29.07.05

Vendredi 29 juillet

Conte de Provence

C’est l’histoire d’un berger orphelin des Monts de Vaucluse qui n’avait pas beaucoup fréquenté l’école. A force de travail et de détermination, même l’été il fatiguait le soleil, il avait réussi à se construire un beau cabanon au milieu de belles terres, les siennes.

Son courage avait forcé sa chance, au départ vacillante, et il avait épousé la plus belle et la plus gentille fille de la région, quel bonheur !

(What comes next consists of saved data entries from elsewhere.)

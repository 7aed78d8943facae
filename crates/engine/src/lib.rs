//! # Hindsight Engine
//!
//! The few-shot example retrieval pipeline: classify the incoming prompt,
//! score the episodic corpus for relevance, select and render the best
//! matches, and record usage — all in one synchronous pass that never
//! fails the surrounding prompt pipeline.
//!
//! The entry point is [`pipeline::run_invocation`]; everything else is the
//! stages it composes.

pub mod classify;
pub mod debug;
pub mod format;
pub mod pipeline;
pub mod rank;
pub mod select;
pub mod store;
pub mod track;

pub use classify::classify;
pub use debug::{DebugRecord, DebugSink, FileSink, NullSink};
pub use format::render;
pub use pipeline::{run_invocation, PipelineOutcome, SilentReason};
pub use rank::{KeywordOverlap, Similarity};
pub use select::select;
pub use store::{ExampleStore, InMemoryStore, JsonlStore};
pub use track::record_access;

De cet amour lumineux sont nés plusieurs bambins, de gentils et sympathiques gaillards qui ont fait leur premiers pas sous les yeux émerveillés et pareillement complices de leurs parents et de l’astre du jour qui s’était pris d’affection pour ce bipède décidemment différent des autres.

Les années passèrent, l’aîné était devenu aussi grand que le père dont il faisait la fierté. Il fallait les voir faire le marché du samedi matin, le berger avait la tête si droite qu’il aurait pu apprendre comment défiler au plus valeureux des militaires de Salon de Provence.

Rien n’était impossible pour son fils, il le voyait médecin, avocat, ministre même !

Mais le fils, né sous un chaud soleil d’été, avait plus la bosse de la sieste que celle des mathématiques… Les discussions tournaient souvent à l’affrontement, avec le père rappelant à son rejeton qu’à son âge cela faisait déjà beaucoup d’années qu’il se levait à l’aurore, samedi et dimanche compris, pour aller travailler dans les champs jusqu’à tomber de fatigue.

Immanquablement, comme lorsque le Mistral emporte le linge à qui il manque des pincettes, une porte claquait pour marquer leur incompréhension grandissante.

Petit à petit, les orages se firent plus nombreux et le mistral plus violent jusqu’au jour où… le père dit à son aîné d’aller dans sa chambre chercher ses devoirs afin que sa femme, qui avait de l’instruction, les contrôle.

Occupé à préparer le repas du soir, ils eurent besoin d’une bonne demi-heure pour réaliser qu’il n’était pas revenu. La mère traversa la cour et alla ouvrir la porte de la chambre mais… de fils, il n’y avait pas.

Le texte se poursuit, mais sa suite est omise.